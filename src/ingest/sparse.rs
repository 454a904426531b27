//! Null-tolerant map deserializers
//!
//! The detector occasionally emits `null` for a count or a speed. Those
//! entries carry no information, so they are dropped while parsing instead
//! of failing the whole entry.

use super::types::{LaneCounts, LaneSpeeds, VehicleCounts};
use serde::{Deserialize, Deserializer};
use std::collections::BTreeMap;

fn drop_nulls<V>(map: BTreeMap<String, Option<V>>) -> BTreeMap<String, V> {
    map.into_iter()
        .filter_map(|(key, value)| value.map(|v| (key, v)))
        .collect()
}

pub fn counts<'de, D>(deserializer: D) -> Result<Option<VehicleCounts>, D::Error>
where
    D: Deserializer<'de>,
{
    let raw: Option<BTreeMap<String, Option<i64>>> = Option::deserialize(deserializer)?;
    Ok(raw.map(drop_nulls))
}

pub fn lane_counts<'de, D>(deserializer: D) -> Result<Option<LaneCounts>, D::Error>
where
    D: Deserializer<'de>,
{
    let raw: Option<BTreeMap<String, Option<BTreeMap<String, Option<i64>>>>> =
        Option::deserialize(deserializer)?;

    Ok(raw.map(|lanes| {
        drop_nulls(lanes)
            .into_iter()
            .map(|(lane, vehicles)| (lane, drop_nulls(vehicles)))
            .collect()
    }))
}

pub fn speeds<'de, D>(deserializer: D) -> Result<Option<LaneSpeeds>, D::Error>
where
    D: Deserializer<'de>,
{
    let raw: Option<BTreeMap<String, Option<f64>>> = Option::deserialize(deserializer)?;
    Ok(raw.map(drop_nulls))
}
——————————
To do =
Return each line of the data where the word "Error" appears.

Output below =
pub fn counts<'de, D>(deserializer: D) -> Result<Option<VehicleCounts>, D::Error>
pub fn lane_counts<'de, D>(deserializer: D) -> Result<Option<LaneCounts>, D::Error>
pub fn speeds<'de, D>(deserializer: D) -> Result<Option<LaneSpeeds>, D::Error>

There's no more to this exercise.